Shostakovich is tricky. Performances can be heavy on the dour for this guy, particularly ones made after his death. It's as if everyone is saying, OK, here is A Master; we must be reverent. But it's never really genuine reverence. More like lugubriousness. Reverent would respect the music, letting it be itself without needing to force it into a long-faced version of itself.
I got interested in various recordings of the piano trio nr. 2. It's a lively work, full of dance and sparkle. But you'd never know that in most recordings of it. The most interesting pair, for my thesis, are the ones the Beaux Arts did, one while Shostakovich was alive, one after he had died. The early one is the finest performance of it I've ever heard, precise, lively, moving through all the quick changes with elegance and elan. It fair crackles with spirit and liveliness. The later one is funereal. It's slow and solemn and sanctimonious. It is a pompous rendering of A Great Work by A Great Master.
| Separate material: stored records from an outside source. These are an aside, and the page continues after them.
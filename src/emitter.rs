//! Assembling a transpiled body into a complete target-language source
//! file, writing it only if its content changed, and driving the
//! downstream compiler and the resulting binary.

use crate::config::TranspilerConfig;
use crate::error::CliError;
use crate::transpile::TranspileResult;
use std::fs;
use std::path::Path;
use std::process::Command;
use tracing::{debug, error, info};

/// Render a [`TranspileResult`] into a complete `.cpp` source string: the
/// fixed preamble, per-import headers and `using`-declarations (ordered
/// by first appearance), the `bif_input` shim, and `body` wrapped in
/// `main`.
pub fn render_cpp(result: &TranspileResult, config: &TranspilerConfig) -> String {
    let mut lines: Vec<String> = vec![
        "#include <iostream>".to_string(),
        "#include <string>".to_string(),
        "#include <vector>".to_string(),
        String::new(),
    ];

    for module_name in &result.imports {
        if let Some(entry) = config.module_registry.get(module_name) {
            lines.push(format!("#include \"{}\"", entry.header));
        }
    }

    lines.push(String::new());
    for module_name in &result.imports {
        if let Some(entry) = config.module_registry.get(module_name) {
            lines.push(entry.using_decl.clone());
        }
    }

    lines.extend([
        String::new(),
        "std::string bif_input(const std::string& prompt) {".to_string(),
        "    if (!prompt.empty()) {".to_string(),
        "        std::cout << prompt;".to_string(),
        "    }".to_string(),
        "    std::string value;".to_string(),
        "    std::getline(std::cin, value);".to_string(),
        "    return value;".to_string(),
        "}".to_string(),
        String::new(),
        "int main() {".to_string(),
    ]);

    for line in &result.body {
        lines.push(format!("    {}", line));
    }
    lines.push("    return 0;".to_string());
    lines.push("}".to_string());

    let mut joined = lines.join("\n");
    joined.push('\n');
    joined
}

/// Write `content` to `path` only if the file doesn't already hold it
/// byte-for-byte. Returns whether the file was (re)written.
pub fn write_if_different(path: &Path, content: &str) -> Result<bool, CliError> {
    if let Ok(existing) = fs::read_to_string(path) {
        if existing == content {
            debug!(path = %path.display(), "cpp output unchanged, skipping write");
            return Ok(false);
        }
    }
    if let Some(parent) = path.parent() {
        fs::create_dir_all(parent)
            .map_err(|e| CliError::Compile(format!("Could not create {}: {}", parent.display(), e)))?;
    }
    fs::write(path, content)
        .map_err(|e| CliError::Compile(format!("Could not write {}: {}", path.display(), e)))?;
    info!(path = %path.display(), "wrote cpp output");
    Ok(true)
}

/// True if `exe_path` is newer than both `cpp_path` and `self_path` (the
/// running translator binary) — i.e. a rebuild can be skipped.
pub fn is_build_up_to_date(exe_path: &Path, cpp_path: &Path, self_path: &Path) -> bool {
    let (Ok(exe_meta), Ok(cpp_meta)) = (fs::metadata(exe_path), fs::metadata(cpp_path)) else {
        return false;
    };
    let (Ok(exe_time), Ok(cpp_time)) = (exe_meta.modified(), cpp_meta.modified()) else {
        return false;
    };
    if exe_time < cpp_time {
        return false;
    }
    match fs::metadata(self_path).and_then(|m| m.modified()) {
        Ok(self_time) => exe_time >= self_time,
        Err(_) => true,
    }
}

/// Invoke the configured C++ compiler on `cpp_path`, producing `exe_path`.
/// Returns `Ok(())` on a zero exit status, `Err` otherwise (process
/// spawn failure and non-zero exit are both reported the same way, per
/// the "Compilation failed." contract).
pub fn compile_cpp(cpp_path: &Path, exe_path: &Path, config: &TranspilerConfig) -> Result<(), CliError> {
    let mut command = Command::new(&config.compiler_command);
    command
        .arg(format!("-std={}", config.std_flag))
        .arg(&config.optimization_flag)
        .arg(cpp_path)
        .arg("-o")
        .arg(exe_path);

    if let Some(include_dir) = &config.include_dir {
        command.arg("-I").arg(include_dir);
    }

    debug!(?command, "invoking downstream compiler");
    let status = command.status().map_err(|e| {
        error!(error = %e, "failed to spawn downstream compiler");
        CliError::Compile(format!("Compilation failed: {}", e))
    })?;

    if !status.success() {
        error!(?status, "downstream compiler exited non-zero");
        return Err(CliError::Compile("Compilation failed.".to_string()));
    }
    Ok(())
}

/// Run the compiled executable, returning its exit status code (or an
/// error if it couldn't be spawned).
pub fn run_exe(exe_path: &Path) -> Result<i32, CliError> {
    let status = Command::new(exe_path)
        .status()
        .map_err(|e| CliError::Compile(format!("Could not run {}: {}", exe_path.display(), e)))?;
    Ok(status.code().unwrap_or(1))
}

#[cfg(test)]
mod tests {
    use super::*;
    use crate::registry::ModuleRegistry;
    use std::time::{Duration, SystemTime};
    use tempfile::tempdir;

    fn sample_result() -> TranspileResult {
        TranspileResult {
            body: vec!["auto x = 1;".to_string(), "std::cout << x << std::endl;".to_string()],
            imports: vec!["BIFMath".to_string()],
        }
    }

    #[test]
    fn render_includes_preamble_and_module_and_body() {
        let config = TranspilerConfig::default();
        let rendered = render_cpp(&sample_result(), &config);
        assert!(rendered.starts_with("#include <iostream>\n"));
        assert!(rendered.contains("#include \"libs/BIFMath/BIFMath.h\"\n"));
        assert!(rendered.contains("using bif::math::BIFMath;\n"));
        assert!(rendered.contains("std::string bif_input(const std::string& prompt) {"));
        assert!(rendered.contains("int main() {\n    auto x = 1;\n    std::cout << x << std::endl;\n    return 0;\n}\n"));
    }

    #[test]
    fn render_omits_unregistered_module_includes() {
        let config = TranspilerConfig::new(ModuleRegistry::empty());
        let rendered = render_cpp(&sample_result(), &config);
        assert!(!rendered.contains("#include \""));
    }

    #[test]
    fn write_if_different_only_writes_on_change() {
        let dir = tempdir().unwrap();
        let path = dir.path().join("out.cpp");

        assert!(write_if_different(&path, "content-a").unwrap());
        assert!(!write_if_different(&path, "content-a").unwrap());
        assert!(write_if_different(&path, "content-b").unwrap());
        assert_eq!(fs::read_to_string(&path).unwrap(), "content-b");
    }

    #[test]
    fn build_is_stale_when_exe_missing() {
        let dir = tempdir().unwrap();
        let cpp = dir.path().join("a.cpp");
        let exe = dir.path().join("a.exe");
        fs::write(&cpp, "x").unwrap();
        assert!(!is_build_up_to_date(&exe, &cpp, &cpp));
    }

    #[test]
    fn build_is_fresh_when_exe_newer_than_both() {
        let dir = tempdir().unwrap();
        let cpp = dir.path().join("a.cpp");
        let exe = dir.path().join("a.exe");
        let translator = dir.path().join("bifc");
        fs::write(&cpp, "x").unwrap();
        fs::write(&translator, "y").unwrap();
        fs::write(&exe, "z").unwrap();

        let future = SystemTime::now() + Duration::from_secs(10);
        let file = fs::File::open(&exe).unwrap();
        file.set_modified(future).unwrap();

        assert!(is_build_up_to_date(&exe, &cpp, &translator));
    }
}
I think my entire conception of this piece changed when I heard the two recordings Shostakovich himself made at the piano, both in the 1940s. He plays fast, often much faster than any modern musician would dare to, & his playing is clean and objective and completely lacking in sentimentality. The work has dry humour but also a kind of ferocious relentlessness, especially in the last movement, which recalls that his personal reaction to unjustified or premature death was always anger. The piece is a memorial, sure, but he believed death was something to be fought against, not a reason to slow down and contemplate.
I had a similar reaction to the 24 Preludes & Fugues which I got to know originally through a number of recordings made after Shostakovich's death by artists who worked with him: Tatyana Nikolayeva (the dedicatee), Vladimir Ashkenazy, individual selections by Sviatoslav Richter etc. Then I heard the complete recording by Roger Woodward, who not only attempts to emulate Shostakovich's clean, objective piano style but also takes seriously Shostakovich's notoriously fast metronome marks (even Nikolayeva's first recording, made in the presence of the composer, disregards them; Shostakovich was clearly comfortable with a wide range of interpretations of his own music). The 24 Preludes and Fugues have often been reviewed as anodyne, soporific, etc (most famously by Richard Taruskin) but while one might initially rebel at the tempi Woodward sets in the C major, as one keeps listening they're revealed to be definitely not anodyne or soporific, but rather witty, quirky, neoclassical and sometimes exceptionally violent. Even the slower movements have an inner agitation to them that keeps them moving. This is why I make a big deal about metronome marks; they do a great deal to indicate the character of a piece, even if you as the performer aren't going to follow them to the letter all the time.
(Everything by Shostakovich is generally these days performed 15-25% slower than he indicated. He is of course not the only composer with this problem.)